Dubai Kennels and Cattery are meant to be OK - but they are not cheap, so it might be better to find someone who can cat-sit for you without having to move your pet to a new environment (as well as less stressful as Ella has mentioned). Have a look in the "pets" section of the classifieds on Dubizzle, there seem to be a few pet sitters advertising on there, although obviously you will need to meet them and check them out first!


----------



## Fatenhappy (Jun 23, 2009)

Heres a link for Blue Oasis Petcare Dubai who are based over near the Green Community

They apparently are a Vetenary Clinic I was told by a friend that they sometimes do boarding for pets ... which pets I don't know but probably worth a call


----------



## alphaville (Sep 23, 2009)

Try Posh Pets, they are cheaper, and they look well organized, they can collect and deliver your pet for a fee


----------



## wandabug (Apr 22, 2010)

Hi Blinky26, I used to work at DKC (Dubai Kennels and Cattery), Please do not leave your pet there! The western staff there are lovely and mean well but they insist on giving all the animals a medical including nail clippping, they are unqualified and invariaby stress the animals out. If your cat doesn't want its nails clipped they will use force. the Indian staff behind the scenes are very rough with the animals. I left as I found it all too upsetting.


----------



## Fatenhappy (Jun 23, 2009)

wandabug said:


> Hi Blinky26, I used to work at DKC (Dubai Kennels and Cattery), Please do not leave your pet there! The western staff there are lovely and mean well but they insist on giving all the animals a medical including nail clippping, they are unqualified and invariaby stress the animals out. If your cat doesn't want its nails clipped they will use force. the Indian staff behind the scenes are very rough with the animals. I left as I found it all too upsetting.

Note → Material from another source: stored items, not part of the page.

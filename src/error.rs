use chrono::{DateTime, Utc};
use std::path::PathBuf;

use crate::domain::event::EventError;

// ============================================================================
// Seeder Errors
// ============================================================================
//
// Nothing here is recoverable inside the seeder. Every variant propagates to
// main, which logs it and exits non-zero so the orchestrator can restart us.
//
// ============================================================================

#[derive(Debug, thiserror::Error)]
pub enum SeedError {
    #[error("Store unavailable: {0}")]
    StoreUnavailable(String),

    #[error("Write of {attempted} seed record(s) failed: {reason}")]
    WriteFailed { attempted: usize, reason: String },

    #[error("Seed record #{index} ({title:?}) is invalid: {source}")]
    InvalidSeed {
        index: usize,
        title: String,
        #[source]
        source: EventError,
    },

    #[error("Seed record #{index} repeats the key of record #{first_index} (title={title:?}, start={start})")]
    DuplicateSeed {
        index: usize,
        first_index: usize,
        title: String,
        start: DateTime<Utc>,
    },

    #[error("Invalid identifier: {0}")]
    InvalidName(String),

    #[error("Cannot read seed file {path}: {source}")]
    SeedResource {
        path: PathBuf,
        #[source]
        source: std::io::Error,
    },

    #[error("Malformed seed data: {0}")]
    SeedFormat(#[from] serde_json::Error),

    #[error("Configuration error: {0}")]
    Config(String),
}
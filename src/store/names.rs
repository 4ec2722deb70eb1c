use std::fmt;

use crate::error::SeedError;

// ============================================================================
// Store Identifiers
// ============================================================================
//
// Keyspace and collection names end up inside CQL text (DDL cannot bind
// identifiers), so they are only constructed through validation.
// Rules: 1-48 chars, ASCII alphanumerics or '_', not starting with a digit.
//
// ============================================================================

const MAX_IDENTIFIER_LEN: usize = 48;

fn validate_identifier(kind: &str, raw: &str) -> Result<String, SeedError> {
    let mut chars = raw.chars();
    let first_ok = chars
        .next()
        .map(|c| c.is_ascii_alphabetic() || c == '_')
        .unwrap_or(false);

    if !first_ok
        || raw.len() > MAX_IDENTIFIER_LEN
        || !chars.all(|c| c.is_ascii_alphanumeric() || c == '_')
    {
        return Err(SeedError::InvalidName(format!("{kind} name {raw:?}")));
    }

    Ok(raw.to_string())
}

/// Name of the collection (ScyllaDB table) the seeder writes to
#[derive(Debug, Clone, PartialEq, Eq, Hash)]
pub struct CollectionName(String);

impl CollectionName {
    pub fn new(raw: &str) -> Result<Self, SeedError> {
        validate_identifier("collection", raw).map(Self)
    }

    pub fn as_str(&self) -> &str {
        &self.0
    }
}

impl fmt::Display for CollectionName {
    fn fmt(&self, f: &mut fmt::Formatter<'_>) -> fmt::Result {
        f.write_str(&self.0)
    }
}

/// Name of the database (ScyllaDB keyspace) the store connects to
#[derive(Debug, Clone, PartialEq, Eq, Hash)]
pub struct KeyspaceName(String);

impl KeyspaceName {
    pub fn new(raw: &str) -> Result<Self, SeedError> {
        validate_identifier("keyspace", raw).map(Self)
    }

    pub fn as_str(&self) -> &str {
        &self.0
    }
}

impl fmt::Display for KeyspaceName {
    fn fmt(&self, f: &mut fmt::Formatter<'_>) -> fmt::Result {
        f.write_str(&self.0)
    }
}
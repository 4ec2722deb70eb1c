use async_trait::async_trait;

use super::names::CollectionName;
use crate::domain::event::Event;

// ============================================================================
// Document Store - External Collaborator
// ============================================================================
//
// The seeder only needs four things from its store: a connection to a named
// database (done by the implementation's constructor), collection creation,
// a document count and a single batch insert.
//
// ============================================================================

#[derive(Debug, Clone, PartialEq, thiserror::Error)]
pub enum StoreError {
    /// Connection, authentication or read failure
    #[error("store unreachable: {0}")]
    Unavailable(String),

    /// The store refused a write
    #[error("write rejected: {0}")]
    Rejected(String),
}

#[async_trait]
pub trait DocumentStore: Send + Sync {
    /// Create the collection if absent. Must succeed when it already exists.
    async fn ensure_collection(&self, collection: &CollectionName) -> Result<(), StoreError>;

    /// Number of documents currently in the collection
    async fn count_documents(&self, collection: &CollectionName) -> Result<u64, StoreError>;

    /// Insert every record as one batch, returning how many were written
    async fn insert_many(
        &self,
        collection: &CollectionName,
        records: &[Event],
    ) -> Result<usize, StoreError>;
}
// ============================================================================
// Document Stores
// ============================================================================
//
// The DocumentStore trait is the seeder's only view of persistence.
// Implementations:
// - ScyllaStore  - keyspace/table backed, used in production
// - MemoryStore  - process-local, used for dry runs and tests
//
// ============================================================================

mod document_store;
mod memory_store;
mod names;
mod scylla_store;

pub use document_store::{DocumentStore, StoreError};
pub use memory_store::{MemoryStore, StoredDocument};
pub use names::{CollectionName, KeyspaceName};
pub use scylla_store::ScyllaStore;
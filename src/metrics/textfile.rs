use prometheus::{Encoder, Registry, TextEncoder};
use std::path::Path;

/// Render the registry in Prometheus text format and write it to `path`
///
/// Written to a sibling temp file first and renamed, so the collector never
/// reads a half-written file.
pub fn write_textfile(registry: &Registry, path: &Path) -> anyhow::Result<()> {
    let encoder = TextEncoder::new();
    let metric_families = registry.gather();

    let mut buffer = Vec::new();
    encoder.encode(&metric_families, &mut buffer)?;

    let tmp = path.with_extension("prom.tmp");
    std::fs::write(&tmp, &buffer)?;
    std::fs::rename(&tmp, path)?;

    tracing::debug!(path = %path.display(), bytes = buffer.len(), "📊 Wrote metrics textfile");
    Ok(())
}
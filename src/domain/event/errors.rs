use chrono::{DateTime, Utc};

// ============================================================================
// Calendar Event Validation Errors
// ============================================================================

#[derive(Debug, thiserror::Error, PartialEq)]
pub enum EventError {
    #[error("Event title cannot be empty")]
    EmptyTitle,

    #[error("Event start {start} must be before end {end}")]
    InvalidTimeRange {
        start: DateTime<Utc>,
        end: DateTime<Utc>,
    },

    #[error("Day of month out of range (1-31): {0}")]
    DayOfMonthOutOfRange(u8),

    #[error("Month out of range (1-12): {0}")]
    MonthOutOfRange(u8),

    #[error("Timestamp {0} is finer than millisecond precision")]
    SubMillisecondTimestamp(DateTime<Utc>),
}
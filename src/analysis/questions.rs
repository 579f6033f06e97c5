use crate::models::SkillProfile;

pub const MAX_QUESTIONS: usize = 10;

const QUESTION_BANK: &[(&str, [&str; 2])] = &[
    (
        "DSA",
        [
            "How would you optimize search in sorted data?",
            "Explain the difference between BFS and DFS with use cases.",
        ],
    ),
    (
        "OOP",
        [
            "Explain SOLID principles with examples.",
            "What is the difference between composition and inheritance?",
        ],
    ),
    (
        "DBMS",
        [
            "What is normalization? Explain up to 3NF.",
            "When would you choose NoSQL over SQL?",
        ],
    ),
    (
        "OS",
        [
            "Explain process vs thread with real examples.",
            "What is deadlock and how can it be prevented?",
        ],
    ),
    (
        "Networks",
        [
            "Explain TCP/IP vs UDP with use cases.",
            "What happens when you type a URL in a browser?",
        ],
    ),
    (
        "Java",
        [
            "Explain JVM architecture briefly.",
            "What are the differences between HashMap and ConcurrentHashMap?",
        ],
    ),
    (
        "Python",
        [
            "How does Python handle memory management?",
            "Explain generators and when to use them.",
        ],
    ),
    (
        "JavaScript",
        [
            "Explain closures with a practical example.",
            "What is the event loop in JavaScript?",
        ],
    ),
    (
        "TypeScript",
        [
            "How do generics improve type safety?",
            "Explain union vs intersection types.",
        ],
    ),
    (
        "React",
        [
            "Explain state management options in React.",
            "How does the virtual DOM work?",
        ],
    ),
    (
        "Node.js",
        [
            "How does Node.js handle concurrent requests?",
            "Explain middleware in Express.",
        ],
    ),
    (
        "SQL",
        [
            "Explain indexing and when it helps.",
            "Write a query to find the second highest salary.",
        ],
    ),
    (
        "MongoDB",
        [
            "When would you embed vs reference documents?",
            "Explain aggregation pipeline stages.",
        ],
    ),
    (
        "AWS",
        [
            "Explain the difference between EC2 and Lambda.",
            "How would you set up a basic CI/CD pipeline on AWS?",
        ],
    ),
    (
        "Docker",
        [
            "What is the difference between an image and a container?",
            "Explain multi-stage Docker builds.",
        ],
    ),
    (
        "Communication",
        [
            "How do you explain a technical concept to a non-technical person?",
            "Describe a time you resolved a team conflict.",
        ],
    ),
    (
        "Problem solving",
        [
            "Walk through your approach to solving a new problem.",
            "How do you handle ambiguous requirements?",
        ],
    ),
];

pub const GENERIC_QUESTIONS: [&str; 5] = [
    "Tell me about yourself and your technical background.",
    "Walk through a project you're most proud of.",
    "How do you approach learning a new technology?",
    "Describe a bug you spent a long time debugging.",
    "What is your understanding of version control?",
];

fn bank_for(skill: &str) -> Option<&'static [&'static str; 2]> {
    QUESTION_BANK.iter().find(|(name, _)| *name == skill).map(|(_, qs)| qs)
}

/// Bank questions for every skill in flattened order, capped at ten. Falls
/// back to the generic set only when no skill has a bank entry.
pub fn select_questions(skills: &SkillProfile) -> Vec<String> {
    let mut questions: Vec<String> = skills
        .all_names()
        .into_iter()
        .filter_map(bank_for)
        .flat_map(|qs| qs.iter().map(|q| q.to_string()))
        .take(MAX_QUESTIONS)
        .collect();

    if questions.is_empty() {
        questions = GENERIC_QUESTIONS.iter().map(|q| q.to_string()).collect();
    }
    questions
}

#[cfg(test)]
mod tests {
    use super::*;
    use crate::analysis::skills::extract_skills;

    #[test]
    fn test_questions_follow_skill_order() {
        let questions = select_questions(&extract_skills("Java developer with DSA and React"));
        assert_eq!(questions.len(), 6);
        assert_eq!(questions[0], "How would you optimize search in sorted data?");
        assert_eq!(questions[2], "Explain JVM architecture briefly.");
        assert_eq!(questions[4], "Explain state management options in React.");
    }

    #[test]
    fn test_capped_at_ten() {
        let questions = select_questions(&extract_skills(
            "DSA, OOP, DBMS, operating system, networking, Java, Python, React, SQL, AWS, Docker",
        ));
        assert_eq!(questions.len(), MAX_QUESTIONS);
        assert_eq!(questions[9], "What happens when you type a URL in a browser?");
    }

    #[test]
    fn test_skills_without_bank_fall_back_to_generic() {
        let questions = select_questions(&extract_skills("Selenium and Kubernetes"));
        assert_eq!(questions, GENERIC_QUESTIONS.map(String::from).to_vec());
    }

    #[test]
    fn test_fallback_profile_uses_soft_skill_bank() {
        let questions = select_questions(&extract_skills("a motivated team player"));
        assert_eq!(questions.len(), 4);
        assert_eq!(questions[0], "How do you explain a technical concept to a non-technical person?");
    }

    #[test]
    fn test_skill_without_bank_contributes_nothing() {
        let questions = select_questions(&extract_skills("Redis and Docker"));
        assert_eq!(questions.len(), 2);
        assert!(questions.iter().all(|q| q.contains("image") || q.contains("Docker")));
    }
}
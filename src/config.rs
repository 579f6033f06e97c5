use anyhow::{Context, Result};
use std::path::PathBuf;
use tracing_subscriber::{layer::SubscriberExt, util::SubscriberInitExt, EnvFilter};

/// Runtime configuration loaded from the environment (and `.env` if present).
#[derive(Debug, Clone)]
pub struct Config {
    pub db_path: PathBuf,
    /// Filter directive installed when `RUST_LOG` is unset.
    pub log_filter: String,
}

impl Config {
    pub fn from_env() -> Result<Self> {
        dotenvy::dotenv().ok(); // .env is optional

        let db_path = match std::env::var("PREP_DB") {
            Ok(path) if !path.trim().is_empty() => expand_home(path.trim()),
            _ => default_db_path(),
        };

        let log_level = std::env::var("PREP_LOG").unwrap_or_else(|_| "warn".to_string());
        let log_filter = filter_directive(log_level.trim());
        EnvFilter::try_new(&log_filter)
            .with_context(|| format!("PREP_LOG must be a valid log filter, got '{log_level}'"))?;

        Ok(Config { db_path, log_filter })
    }

    /// Installs the stderr tracing subscriber. `RUST_LOG` wins over `PREP_LOG`.
    pub fn init_logging(&self) {
        tracing_subscriber::registry()
            .with(
                EnvFilter::try_from_default_env()
                    .unwrap_or_else(|_| EnvFilter::new(&self.log_filter)),
            )
            .with(tracing_subscriber::fmt::layer().with_writer(std::io::stderr))
            .init();
    }
}

/// A bare level applies to this crate only; full directives pass through unchanged.
fn filter_directive(level: &str) -> String {
    if level.contains('=') || level.contains(',') {
        level.to_string()
    } else {
        format!("{}={}", env!("CARGO_PKG_NAME"), level)
    }
}

fn default_db_path() -> PathBuf {
    if let Some(proj_dirs) = directories::ProjectDirs::from("", "", "prep") {
        proj_dirs.data_dir().join("prep.db")
    } else {
        PathBuf::from("prep.db")
    }
}

fn expand_home(path: &str) -> PathBuf {
    if let Some(rest) = path.strip_prefix("~/") {
        if let Some(dirs) = directories::BaseDirs::new() {
            return dirs.home_dir().join(rest);
        }
    }
    PathBuf::from(path)
}

#[cfg(test)]
mod tests {
    use super::*;

    #[test]
    fn test_expand_home_leaves_absolute_paths() {
        assert_eq!(expand_home("/tmp/prep.db"), PathBuf::from("/tmp/prep.db"));
    }

    #[test]
    fn test_expand_home_resolves_tilde() {
        let expanded = expand_home("~/prep.db");
        assert!(expanded.ends_with("prep.db"));
        if directories::BaseDirs::new().is_some() {
            assert!(!expanded.to_string_lossy().starts_with('~'));
        }
    }

    #[test]
    fn test_bare_level_is_scoped_to_crate() {
        assert_eq!(filter_directive("debug"), "prep=debug");
        assert!(EnvFilter::try_new(filter_directive("debug")).is_ok());
    }

    #[test]
    fn test_full_directive_passes_through() {
        assert_eq!(filter_directive("prep=debug"), "prep=debug");
        assert_eq!(filter_directive("prep=info,rusqlite=warn"), "prep=info,rusqlite=warn");
    }

    #[test]
    fn test_default_db_path_file_name() {
        assert_eq!(default_db_path().file_name().unwrap(), "prep.db");
    }
}
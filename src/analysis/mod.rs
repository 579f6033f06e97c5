//! JD analysis pipeline.
//!
//! Extraction, company inference, round mapping, checklist, plan, questions, scoring.
//! Every stage is a pure function; only `run_analysis` assigns ids and timestamps.

pub mod checklist;
pub mod company;
pub mod plan;
pub mod questions;
pub mod rounds;
pub mod scoring;
pub mod skills;

use chrono::Utc;
use tracing::info;
use uuid::Uuid;

use crate::errors::{PrepError, Result};
use crate::models::{AnalysisEntry, Confidence, ConfidenceMap};

/// JDs shorter than this still run, with a warning.
pub const SHORT_JD_CHARS: usize = 200;

pub const SHORT_JD_WARNING: &str =
    "This JD is too short to analyze deeply. Paste full JD for better output.";

/// Checks a JD before analysis. Blank text is rejected; short text passes
/// with a warning message.
pub fn validate_jd(jd_text: &str) -> Result<Option<&'static str>> {
    let trimmed = jd_text.trim();
    if trimmed.is_empty() {
        return Err(PrepError::Validation("Job description is required.".to_string()));
    }
    if trimmed.chars().count() < SHORT_JD_CHARS {
        return Ok(Some(SHORT_JD_WARNING));
    }
    Ok(None)
}

/// Runs the full pipeline over already-validated input.
pub fn run_analysis(company: &str, role: &str, jd_text: &str) -> AnalysisEntry {
    let extracted_skills = skills::extract_skills(jd_text);
    let company_info = company::infer_company(company);
    let round_mapping = rounds::map_rounds(&extracted_skills, company_info.as_ref());
    let checklist = checklist::build_checklist(&extracted_skills, &round_mapping);
    let plan_7_days = plan::build_plan(&extracted_skills);
    let questions = questions::select_questions(&extracted_skills);
    let base_score = scoring::base_score(&extracted_skills, company, role, jd_text);

    let skill_confidence_map: ConfidenceMap = extracted_skills
        .all_names()
        .into_iter()
        .map(|name| (name.to_string(), Confidence::Practice))
        .collect();
    let final_score = scoring::final_score(base_score, &skill_confidence_map);

    let now = Utc::now();
    let entry = AnalysisEntry {
        id: Uuid::new_v4().to_string(),
        created_at: now,
        updated_at: now,
        company: company.to_string(),
        role: role.to_string(),
        jd_text: jd_text.to_string(),
        extracted_skills,
        company_info,
        round_mapping,
        checklist,
        plan_7_days,
        questions,
        base_score,
        skill_confidence_map,
        final_score,
    };
    info!(id = %entry.id, base_score, final_score, "analysis created");
    entry
}

impl AnalysisEntry {
    pub fn confidence(&self, skill: &str) -> Option<Confidence> {
        self.skill_confidence_map.get(skill).copied()
    }

    /// Flips one rating and recomputes the final score. Returns the new rating.
    pub fn toggle_confidence(&mut self, skill: &str) -> Result<Confidence> {
        let current = self
            .confidence(skill)
            .ok_or_else(|| PrepError::NotFound(format!("skill '{skill}' in analysis {}", self.id)))?;
        self.set_confidence(skill, current.toggled())?;
        Ok(current.toggled())
    }

    pub fn set_confidence(&mut self, skill: &str, rating: Confidence) -> Result<()> {
        let slot = self
            .skill_confidence_map
            .get_mut(skill)
            .ok_or_else(|| PrepError::NotFound(format!("skill '{skill}' in analysis {}", self.id)))?;
        *slot = rating;
        self.final_score = scoring::final_score(self.base_score, &self.skill_confidence_map);
        self.updated_at = Utc::now();
        Ok(())
    }

    /// Skills still rated "practice", in profile order.
    pub fn weak_skills(&self, limit: usize) -> Vec<&str> {
        self.extracted_skills
            .all_names()
            .into_iter()
            .filter(|s| self.confidence(s) == Some(Confidence::Practice))
            .take(limit)
            .collect()
    }
}

#[cfg(test)]
mod tests {
    use super::*;
    use crate::models::SizeCategory;

    const SCENARIO_JD: &str = "We need a Java developer with strong DSA and React experience at Google";

    #[test]
    fn test_validate_rejects_blank() {
        assert!(matches!(validate_jd(""), Err(PrepError::Validation(_))));
        assert!(matches!(validate_jd("   \n\t"), Err(PrepError::Validation(_))));
    }

    #[test]
    fn test_validate_warns_on_short_jd() {
        assert_eq!(validate_jd("React").unwrap(), Some(SHORT_JD_WARNING));
        assert_eq!(validate_jd(&"a".repeat(200)).unwrap(), None);
    }

    #[test]
    fn test_scenario_enterprise() {
        let entry = run_analysis("Google", "SDE", SCENARIO_JD);
        assert!(entry.extracted_skills.languages.contains(&"Java".to_string()));
        assert!(entry.extracted_skills.core_cs.contains(&"DSA".to_string()));
        assert!(entry.extracted_skills.web.contains(&"React".to_string()));
        assert_eq!(entry.company_info.as_ref().unwrap().size_category, SizeCategory::Enterprise);
        assert_eq!(entry.round_mapping.len(), 4);
        assert_eq!(entry.round_mapping[0].round_title, "Round 1: Online Test");
    }

    #[test]
    fn test_scenario_startup_web() {
        let entry = run_analysis("acme", "", "Frontend work in React.");
        assert_eq!(entry.company_info.as_ref().unwrap().size_category, SizeCategory::Startup);
        assert_eq!(entry.round_mapping.len(), 3);
        assert!(entry.round_mapping[0].round_title.contains("Practical Coding"));
    }

    #[test]
    fn test_deterministic_except_identity() {
        let a = run_analysis("acme", "SDE", SCENARIO_JD);
        let b = run_analysis("acme", "SDE", SCENARIO_JD);
        assert_ne!(a.id, b.id);
        assert_eq!(a.extracted_skills, b.extracted_skills);
        assert_eq!(a.round_mapping, b.round_mapping);
        assert_eq!(a.checklist, b.checklist);
        assert_eq!(a.plan_7_days, b.plan_7_days);
        assert_eq!(a.questions, b.questions);
        assert_eq!(a.base_score, b.base_score);
    }

    #[test]
    fn test_all_skills_start_as_practice() {
        let entry = run_analysis("", "", SCENARIO_JD);
        assert_eq!(entry.skill_confidence_map.len(), 3);
        assert!(entry.skill_confidence_map.values().all(|c| *c == Confidence::Practice));
        assert_eq!(entry.final_score, entry.base_score - 6);
    }

    #[test]
    fn test_toggle_round_trip_restores_score() {
        let mut entry = run_analysis("Google", "SDE", SCENARIO_JD);
        let before = entry.final_score;
        let created = entry.updated_at;

        assert_eq!(entry.toggle_confidence("Java").unwrap(), Confidence::Know);
        assert_eq!(entry.final_score, before + 4);
        assert!(entry.updated_at >= created);

        assert_eq!(entry.toggle_confidence("Java").unwrap(), Confidence::Practice);
        assert_eq!(entry.final_score, before);
    }

    #[test]
    fn test_toggle_unknown_skill_is_not_found() {
        let mut entry = run_analysis("", "", SCENARIO_JD);
        assert!(matches!(entry.toggle_confidence("Rust"), Err(PrepError::NotFound(_))));
    }

    #[test]
    fn test_weak_skills_in_profile_order() {
        let mut entry = run_analysis("", "", "DSA, OOP, Java, Python, React");
        entry.set_confidence("DSA", Confidence::Know).unwrap();
        assert_eq!(entry.weak_skills(3), vec!["OOP", "Java", "Python"]);
    }

    #[test]
    fn test_scores_within_bounds() {
        for jd in ["", "React", SCENARIO_JD, "DSA Java React SQL AWS Selenium ".repeat(40).as_str()] {
            let entry = run_analysis("Google", "SDE", jd);
            assert!(entry.base_score <= 100);
            assert!(entry.final_score <= 100);
        }
    }
}
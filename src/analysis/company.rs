use crate::models::{CompanyProfile, SizeCategory};

const INDUSTRY: &str = "Technology Services";

const ENTERPRISES: &[&str] = &[
    "amazon", "google", "microsoft", "apple", "meta", "facebook", "infosys", "tcs",
    "wipro", "hcl", "cognizant", "accenture", "ibm", "oracle", "sap", "deloitte",
    "capgemini", "tech mahindra", "flipkart", "walmart", "uber", "netflix", "adobe",
    "salesforce", "paypal", "stripe", "intel", "cisco", "qualcomm",
];

const MID_SIZE: &[&str] = &[
    "razorpay", "cred", "swiggy", "zomato", "phonepe", "paytm", "ola", "byju",
    "unacademy", "meesho", "groww", "slice", "jupiter", "freshworks", "zoho",
];

/// Exact-name size lookup. Anything unknown is treated as a startup.
pub fn size_category(company: &str) -> SizeCategory {
    let key = company.trim().to_lowercase();
    if ENTERPRISES.contains(&key.as_str()) {
        SizeCategory::Enterprise
    } else if MID_SIZE.contains(&key.as_str()) {
        SizeCategory::MidSize
    } else {
        SizeCategory::Startup
    }
}

pub fn hiring_focus(size: SizeCategory) -> &'static str {
    match size {
        SizeCategory::Enterprise => {
            "Structured DSA rounds, core CS fundamentals, and system design. Strong emphasis on problem-solving methodology."
        }
        SizeCategory::MidSize => {
            "Balanced approach — practical coding, system thinking, and product understanding. Values ownership mindset."
        }
        SizeCategory::Startup => {
            "Practical problem solving, stack depth, and ability to ship. Culture fit matters significantly."
        }
    }
}

/// `None` for a blank name; otherwise a heuristic profile.
pub fn infer_company(company: &str) -> Option<CompanyProfile> {
    let name = company.trim();
    if name.is_empty() {
        return None;
    }
    let size = size_category(name);
    Some(CompanyProfile {
        name: name.to_string(),
        industry: INDUSTRY.to_string(),
        size_category: size,
        hiring_focus: hiring_focus(size).to_string(),
    })
}

#[cfg(test)]
mod tests {
    use super::*;

    #[test]
    fn test_blank_company_has_no_profile() {
        assert!(infer_company("").is_none());
        assert!(infer_company("   ").is_none());
    }

    #[test]
    fn test_known_enterprise() {
        let profile = infer_company("Google").unwrap();
        assert_eq!(profile.size_category, SizeCategory::Enterprise);
        assert_eq!(profile.industry, "Technology Services");
        assert!(profile.hiring_focus.starts_with("Structured DSA"));
    }

    #[test]
    fn test_lookup_is_trimmed_and_case_insensitive() {
        assert_eq!(size_category("  Tech Mahindra "), SizeCategory::Enterprise);
        assert_eq!(size_category("ZOMATO"), SizeCategory::MidSize);
    }

    #[test]
    fn test_unknown_defaults_to_startup() {
        let profile = infer_company("acme").unwrap();
        assert_eq!(profile.size_category, SizeCategory::Startup);
        assert_eq!(profile.name, "acme");
    }

    #[test]
    fn test_no_fuzzy_matching() {
        assert_eq!(size_category("Google India"), SizeCategory::Startup);
        assert_eq!(size_category("amazonn"), SizeCategory::Startup);
    }

    #[test]
    fn test_mid_size_focus_text() {
        let profile = infer_company("Swiggy").unwrap();
        assert_eq!(profile.size_category, SizeCategory::MidSize);
        assert_eq!(
            profile.hiring_focus,
            "Balanced approach — practical coding, system thinking, and product understanding. Values ownership mindset."
        );
    }

    #[test]
    fn test_industry_is_fixed() {
        for name in ["Google", "Swiggy", "acme"] {
            assert_eq!(infer_company(name).unwrap().industry, INDUSTRY);
        }
    }
}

Interesting to know wandabug, as that does answer questions from our animals stay there mid last year .....


----------



## Elphaba (Jan 24, 2008)

Ask your vet where they recommend or ask at Al Quoz Vetinary Clinic for a recommendation.

Or try one of these:

Dubai Dog Training and dog Sitting Pet Accessories 

Churchwood's Cat Hotel - Home


Both are used by friends.
-


----------